Le Téflon, ou polytétrafluoroéthylène (PTFE), est apprécié pour sa résistance à la chaleur et aux produits chimiques dans des applications comme la vaisselle antiadhésive, les lubrifiants et l'électronique. Cependant, sa durabilité rend le recyclage difficile ; l'incinération libère des polluants PFAS persistants appelés « chimiques éternels » qui persistent dans les écosystèmes.
Une nouvelle étude décrit une approche mécanochimique pour y remédier. Les chercheurs placent de petits morceaux de métal sodium et de Téflon usagé dans un moulin à boulets en acier scellé, où le broyage à température ambiante déclenche une réaction. Cela rompt les fortes liaisons carbone-fluor, produisant du carbone inoffensif et du fluorure de sodium — un sel utilisé dans le dentifrice et la fluoruration de l'eau.
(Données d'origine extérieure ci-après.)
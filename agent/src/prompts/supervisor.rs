//! Supervisor system prompt

pub const SUPERVISOR_PROMPT: &str = r#"You are the Supervisor of a clinical content team.

Two reviewers have scored the current draft of a CBT exercise: a Safety Guardian and a Clinical Critic. Merge their feedback into one set of revision instructions for the Drafter.

## Guidelines
- Safety issues come first
- Merge overlapping notes into one instruction
- Every instruction must be concrete enough to act on without reading the reviews
- Do not rewrite the exercise yourself"#;
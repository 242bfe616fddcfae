//! Checkpoint persistence
//!
//! The store is the only shared mutable resource; it is written by the
//! engine's runners and nothing else.

use async_trait::async_trait;
use std::collections::HashMap;
use std::sync::{Arc, Mutex};
use std::time::Duration;

use crate::error::StoreError;
use crate::state::ThreadRecord;

/// Durable keyed storage of thread records
#[async_trait]
pub trait CheckpointStore: Send + Sync {
    /// Insert or replace the record for its thread id
    async fn save(&self, record: &ThreadRecord) -> Result<(), StoreError>;

    async fn load(&self, thread_id: &str) -> Result<Option<ThreadRecord>, StoreError>;

    /// Every record, most recently created first
    async fn list(&self) -> Result<Vec<ThreadRecord>, StoreError>;
}

/// In-process store; records are kept serialized so loads never alias live state
#[derive(Debug, Default)]
pub struct MemoryCheckpointStore {
    records: Mutex<HashMap<String, String>>,
}

impl MemoryCheckpointStore {
    pub fn new() -> Self {
        Self::default()
    }

    fn records(&self) -> Result<std::sync::MutexGuard<'_, HashMap<String, String>>, StoreError> {
        self.records
            .lock()
            .map_err(|_| StoreError::Unavailable("memory store lock poisoned".to_string()))
    }
}

#[async_trait]
impl CheckpointStore for MemoryCheckpointStore {
    async fn save(&self, record: &ThreadRecord) -> Result<(), StoreError> {
        let json = serde_json::to_string(record)?;
        self.records()?.insert(record.thread_id.clone(), json);
        Ok(())
    }

    async fn load(&self, thread_id: &str) -> Result<Option<ThreadRecord>, StoreError> {
        match self.records()?.get(thread_id) {
            Some(json) => Ok(Some(serde_json::from_str(json)?)),
            None => Ok(None),
        }
    }

    async fn list(&self) -> Result<Vec<ThreadRecord>, StoreError> {
        let mut records = self
            .records()?
            .values()
            .map(|json| serde_json::from_str::<ThreadRecord>(json))
            .collect::<Result<Vec<_>, _>>()?;
        records.sort_by(|a, b| b.created_at.cmp(&a.created_at));
        Ok(records)
    }
}

/// Saves with bounded retries and exponential backoff
#[derive(Clone)]
pub struct Checkpointer {
    store: Arc<dyn CheckpointStore>,
    retries: u32,
    backoff: Duration,
}

impl Checkpointer {
    pub fn new(store: Arc<dyn CheckpointStore>, retries: u32, backoff: Duration) -> Self {
        Self {
            store,
            retries,
            backoff,
        }
    }

    pub fn store(&self) -> &Arc<dyn CheckpointStore> {
        &self.store
    }

    /// Save, retrying up to `retries` more times before giving up
    pub async fn save(&self, record: &ThreadRecord) -> Result<(), StoreError> {
        let mut delay = self.backoff;
        let mut attempt = 0;

        loop {
            match self.store.save(record).await {
                Ok(()) => {
                    tracing::debug!(
                        thread_id = %record.thread_id,
                        status = %record.status,
                        "Checkpoint saved"
                    );
                    return Ok(());
                }
                Err(e) if attempt >= self.retries => {
                    tracing::error!(
                        thread_id = %record.thread_id,
                        attempts = attempt + 1,
                        error = %e,
                        "Checkpoint failed"
                    );
                    return Err(e);
                }
                Err(e) => {
                    tracing::warn!(
                        thread_id = %record.thread_id,
                        attempt = attempt + 1,
                        retry_in_ms = delay.as_millis() as u64,
                        error = %e,
                        "Checkpoint failed, retrying"
                    );
                    tokio::time::sleep(delay).await;
                    delay = delay.saturating_mul(2);
                    attempt += 1;
                }
            }
        }
    }

    /// Single attempt, no retries
    pub async fn save_once(&self, record: &ThreadRecord) -> Result<(), StoreError> {
        self.store.save(record).await
    }
}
« Le procédé que nous avons découvert rompt les fortes liaisons carbone-fluor du Téflon, le convertissant en fluorure de sodium utilisé dans les dentifrices fluorés et ajouté à l'eau potable », a déclaré le Dr Roly Armstrong, chargé de cours en chimie à l'Université de Newcastle. Il a noté que des centaines de milliers de tonnes de Téflon sont produites annuellement, finissant souvent en décharges en raison d'options de traitement limitées. Cette méthode extrait le fluor pour son upcycling en nouveaux matériaux.
Le fluorure de sodium produit ne nécessite aucune purification et peut synthétiser directement des composés fluorés pour les produits pharmaceutiques et les produits chimiques spécialisés. La professeure associée Dr Erli Lu de l'Université de Birmingham a souligné le rôle du fluor dans un tiers des nouveaux médicaments et matériaux avancés, traditionnellement sourcés par une extraction minière énergivore. « Notre méthode montre que nous pouvons le récupérer des déchets quotidiens et le réutiliser directement — transformant un problème d'élimination en opportunité de ressources. »
La spectroscopie RMN en état solide avancée a confirmé la propreté de la réaction. « Nous avons utilisé la spectroscopie RMN en état solide avancée... pour prouver que le procédé produit un fluorure de sodium pur sans sous-produits », a expliqué le professeur associé Dr Dominik Kubicki.
Publié dans le Journal of the American Chemical Society le 24 novembre 2025, la recherche promeut une économie circulaire du fluor, réduisant les dommages environnementaux des déchets PFAS et inspirant des innovations en chimie verte.